It is said that the Louisiana Constitution allows the Legislature to give suffrage to the negro. I admit that it does, and that it is an honorable feature in it. But if suffrage is not given to the negro now, when our sense of his saving our country is so fresh, how unreasonable to hope that it will be given to hire after time shall have dulled this sense! The negro helped us in the War of the Revolution. Nevertheless, his constant falling away from the ballot-box dates back almost, if not quite, to that event. It would seem as if every proof he gives of marked capacity and patriotism but serves to inflame our jealousy of him. How abundant was such proof in his defence of New Orleans under General Jackson! Nevertheless, his lot was harder afterwards than it had been before. Within my flay, State after State has stripped the negro of suffrage; and none conferred it upon him. And may we not fear that the rights, which the South shall feel constrained to yield him in her new Constitutions, wilt be recalled unless they are accompanied by the all-protecting and vital right of suffrage The President regards the Louisiana Constitution as the "egg" of the black man's rights, and holds that we shall better serve him "by hatching than by smashing it." Admitted. But the "egg." instead of being in the hands of his friends who would hatch it, would be in the hands of his enemies, who would not only refuse to hatch it, but who, in all probability, would smash it.
I commended as an honorable feature in the Constitution of Louisiana its provision for the conditional voting of the blacks. I acknowledge the concession in this instrument, that the blacks may vote when the whites shall let them; the loyal race when the disloyal shall let it; our friends when our enemies shall let them. But I ask, whether if the Constitution must make one of these parties dependent on the will of the other, the dependent party should not have been the disloyal and hostile whites rather than the loyal and friendly blacks ?
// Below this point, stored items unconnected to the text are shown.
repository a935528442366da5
use axum::extract::State;
use nutrilens_core::domain::user_profile::{
    entities::UserProfile, ports::UserProfileService, value_objects::CreateUserProfileInput,
};
use serde::{Deserialize, Serialize};
use utoipa::ToSchema;

use crate::application::http::{
    profile::validators::CreateProfileValidator,
    server::{
        api_entities::{
            api_error::{ApiError, ApiErrorResponse, ValidateJson},
            response::Response,
        },
        app_state::AppState,
    },
};

#[derive(Debug, Serialize, Deserialize, ToSchema, PartialEq)]
pub struct ProfileResponse {
    pub data: UserProfile,
}

#[utoipa::path(
    post,
    path = "",
    tag = "profile",
    summary = "Register profile",
    description = "Creates a user profile. The email identifies the profile and must be unique.",
    request_body = CreateProfileValidator,
    responses(
        (status = 201, body = ProfileResponse),
        (status = 400, body = ApiErrorResponse),
        (status = 409, body = ApiErrorResponse),
    ),
)]
pub async fn create_profile(
    State(state): State<AppState>,
    ValidateJson(payload): ValidateJson<CreateProfileValidator>,
) -> Result<Response<ProfileResponse>, ApiError> {
    let profile = state
        .service
        .register_profile(CreateUserProfileInput {
            name: payload.name,
            email: payload.email,
            age: payload.age,
            gender: payload.gender,
            allergies: payload.allergies,
            medications: payload.medications,
        })
        .await
        .map_err(|e| match ApiError::from(e) {
            ApiError::Conflict(_) => {
                ApiError::Conflict("A profile with this email already exists".to_string())
            }
            other => other,
        })?;

    Ok(Response::Created(ProfileResponse { data: profile }))
}
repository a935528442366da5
pub mod api_entities;
pub mod app_state;
pub mod http_server;
pub mod openapi;
use chrono::{DateTime, Utc};
use serde::{Deserialize, Serialize};
use utoipa::ToSchema;
use uuid::Uuid;

use crate::domain::{
    classification::entities::ClassifierMode, common::generate_uuid_v7, dish::entities::DishLabel,
    food_analysis::value_objects::AnalysisFindings,
};

/// One completed analysis as kept in the history. Never mutated once stored.
#[derive(Debug, Clone, PartialEq, Serialize, Deserialize, ToSchema)]
pub struct AnalysisRecord {
    pub id: Uuid,
    pub timestamp: DateTime<Utc>,
    /// Profile name of the user who ran the analysis.
    pub user: String,
    pub dish: DishLabel,
    pub confidence: f64,
    pub calories: u32,
    pub carbs_g: u32,
    pub protein_g: u32,
    pub fat_g: u32,
    pub portion_pct: u32,
    /// Reference to the stored annotated image; absent when it was not stored.
    #[serde(default)]
    pub image_ref: Option<String>,
    #[serde(default)]
    pub allergy_detected: Vec<String>,
}

impl AnalysisRecord {
    pub fn from_findings(findings: AnalysisFindings) -> Self {
        let AnalysisFindings {
            user,
            classification,
            nutrition,
            portion,
            allergy_detected,
            timestamp,
        } = findings;

        Self {
            id: generate_uuid_v7(),
            timestamp,
            user,
            dish: classification.dish,
            confidence: classification.confidence,
            calories: nutrition.calories,
            carbs_g: nutrition.carbs_g,
            protein_g: nutrition.protein_g,
            fat_g: nutrition.fat_g,
            portion_pct: portion.percent(),
            image_ref: None,
            allergy_detected,
        }
    }

    pub fn belongs_to(&self, user: &str) -> bool {
        self.user.eq_ignore_ascii_case(user.trim())
    }
}

#[derive(Debug, Clone, PartialEq, Eq, Serialize, Deserialize, ToSchema)]
#[serde(tag = "status", rename_all = "lowercase")]
pub enum PersistenceStatus {
    Saved,
    /// The caller asked not to keep the analysis.
    Skipped,
    Failed { reason: String },
}

/// Result of one pipeline run, returned to the caller.
#[derive(Debug, Clone, PartialEq, Serialize, Deserialize, ToSchema)]
pub struct AnalysisOutcome {
    pub record: AnalysisRecord,
    pub health_tip: String,
    pub classifier: ClassifierMode,
    pub persistence: PersistenceStatus,
}

#[cfg(test)]
mod tests {
    use super::*;
    use crate::domain::{
        classification::entities::ClassificationResult,
        nutrition::{NutritionEstimate, PortionScale},
    };

    fn findings() -> AnalysisFindings {
        AnalysisFindings {
            user: "Ada".into(),
            classification: ClassificationResult::new(DishLabel::Bread, 93.5, ClassifierMode::Mock),
            nutrition: NutritionEstimate::from_calories(400).scale(PortionScale::default()),
            portion: PortionScale::default(),
            allergy_detected: vec!["gluten".into()],
            timestamp: Utc::now(),
        }
    }

    #[test]
    fn record_copies_findings_without_image() {
        let record = AnalysisRecord::from_findings(findings());

        assert_eq!(record.dish, DishLabel::Bread);
        assert_eq!(record.calories, 400);
        assert_eq!(record.carbs_g, 50);
        assert_eq!(record.protein_g, 20);
        assert_eq!(record.fat_g, 13);
        assert_eq!(record.portion_pct, 100);
        assert_eq!(record.image_ref, None);
        assert_eq!(record.allergy_detected, vec!["gluten".to_string()]);
        assert_eq!(record.id.get_version_num(), 7);
    }

    #[test]
    fn record_json_uses_flat_field_names() {
        let record = AnalysisRecord::from_findings(findings());
        let json = serde_json::to_value(&record).expect("serialize");

        for field in [
            "id",
            "timestamp",
            "user",
            "dish",
            "confidence",
            "calories",
            "carbs_g",
            "protein_g",
            "fat_g",
            "portion_pct",
            "image_ref",
            "allergy_detected",
        ] {
            assert!(json.get(field).is_some(), "missing {field}");
        }
        assert_eq!(json["dish"], "Bread");
    }

    #[test]
    fn persistence_status_is_tagged() {
        let failed = PersistenceStatus::Failed {
            reason: "disk full".into(),
        };

        assert_eq!(
            serde_json::to_value(&failed).expect("serialize"),
            serde_json::json!({ "status": "failed", "reason": "disk full" })
        );
        assert_eq!(
            serde_json::to_value(PersistenceStatus::Saved).expect("serialize"),
            serde_json::json!({ "status": "saved" })
        );
    }
}
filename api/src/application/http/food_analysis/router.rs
use super::handlers::{
    analyze_food_image::{__path_analyze_food_image, analyze_food_image},
    clear_analysis_history::{__path_clear_analysis_history, clear_analysis_history},
    get_analysis::{__path_get_analysis, get_analysis},
    get_analysis_history::{__path_get_analysis_history, get_analysis_history},
};
use crate::application::{http::server::app_state::AppState, profile_middleware::profile_middleware};
use axum::{
    Router, middleware,
    routing::{get, post},
};
use utoipa::OpenApi;

#[derive(OpenApi)]
#[openapi(paths(
    analyze_food_image,
    get_analysis_history,
    get_analysis,
    clear_analysis_history
))]
pub struct FoodAnalysisApiDoc;

pub fn food_analysis_routes(state: AppState) -> Router<AppState> {
    let root_path = state.args.server.root_path.clone();

    let analyze = post(analyze_food_image).route_layer(middleware::from_fn_with_state(
        state.clone(),
        profile_middleware,
    ));

    Router::new()
        .route(
            &format!("{}/analyses", root_path),
            get(get_analysis_history)
                .delete(clear_analysis_history)
                .merge(analyze),
        )
        .route(
            &format!("{}/analyses/{{analysis_id}}", root_path),
            get(get_analysis),
        )
}
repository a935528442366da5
pub mod http;
pub mod profile_middleware;
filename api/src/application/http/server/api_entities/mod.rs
pub mod api_error;
pub mod response;
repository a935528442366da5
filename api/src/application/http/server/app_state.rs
use std::sync::Arc;

use nutrilens_core::application::NutrilensService;

use crate::args::Args;

#[derive(Clone)]
pub struct AppState {
    pub args: Arc<Args>,
    pub service: NutrilensService,
}

impl AppState {
    pub fn new(args: Arc<Args>, service: NutrilensService) -> Self {
        Self { args, service }
    }
}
The President would have the Louisiana Constitution confer suffrage on colored men, if they are "very intelligent," or if they "serve our cause as soldiers." But would he make these the conditions of voting on the hart of the Southern whites also ? With such impartial conditions there would be more black than white voters in the South. For, beside that the armed blacks of the South greatly exceed in number the armed white loyalists of the South, the mass of the Southern blacks fall, in point of intelligence, but little, if any, behind the mass of the Southern whites. But I pass from this comparison to say that, in reference to the qualifications of the voter, men make too much account of the head and too little of the heart. The ballot-box, like God, says: "Give me thy heart." The best-hearted men are the best qualified to vote: and, in this light, the blacks, with their characteristic gentleness, patience and affectionateness, are peculiarly entitled to vote. We cannot wonder at Swedenborg's belief that the celestial people will be found in the interior of Africa: nor hardly can we wonder at the legend, that the gods came down every year to sup with their favorite Africans.
But to return from this digression - I bad, just before it, said what, in my judgment, should be the conditions, the only conditions, of Peace. And here I shall be asked, if I would have none of the rebels, not even their guiltiest leaders, doomed to death? I answer, no - not any of them : nor any of them to imprisonment, nor any of them to banishment. Why not ?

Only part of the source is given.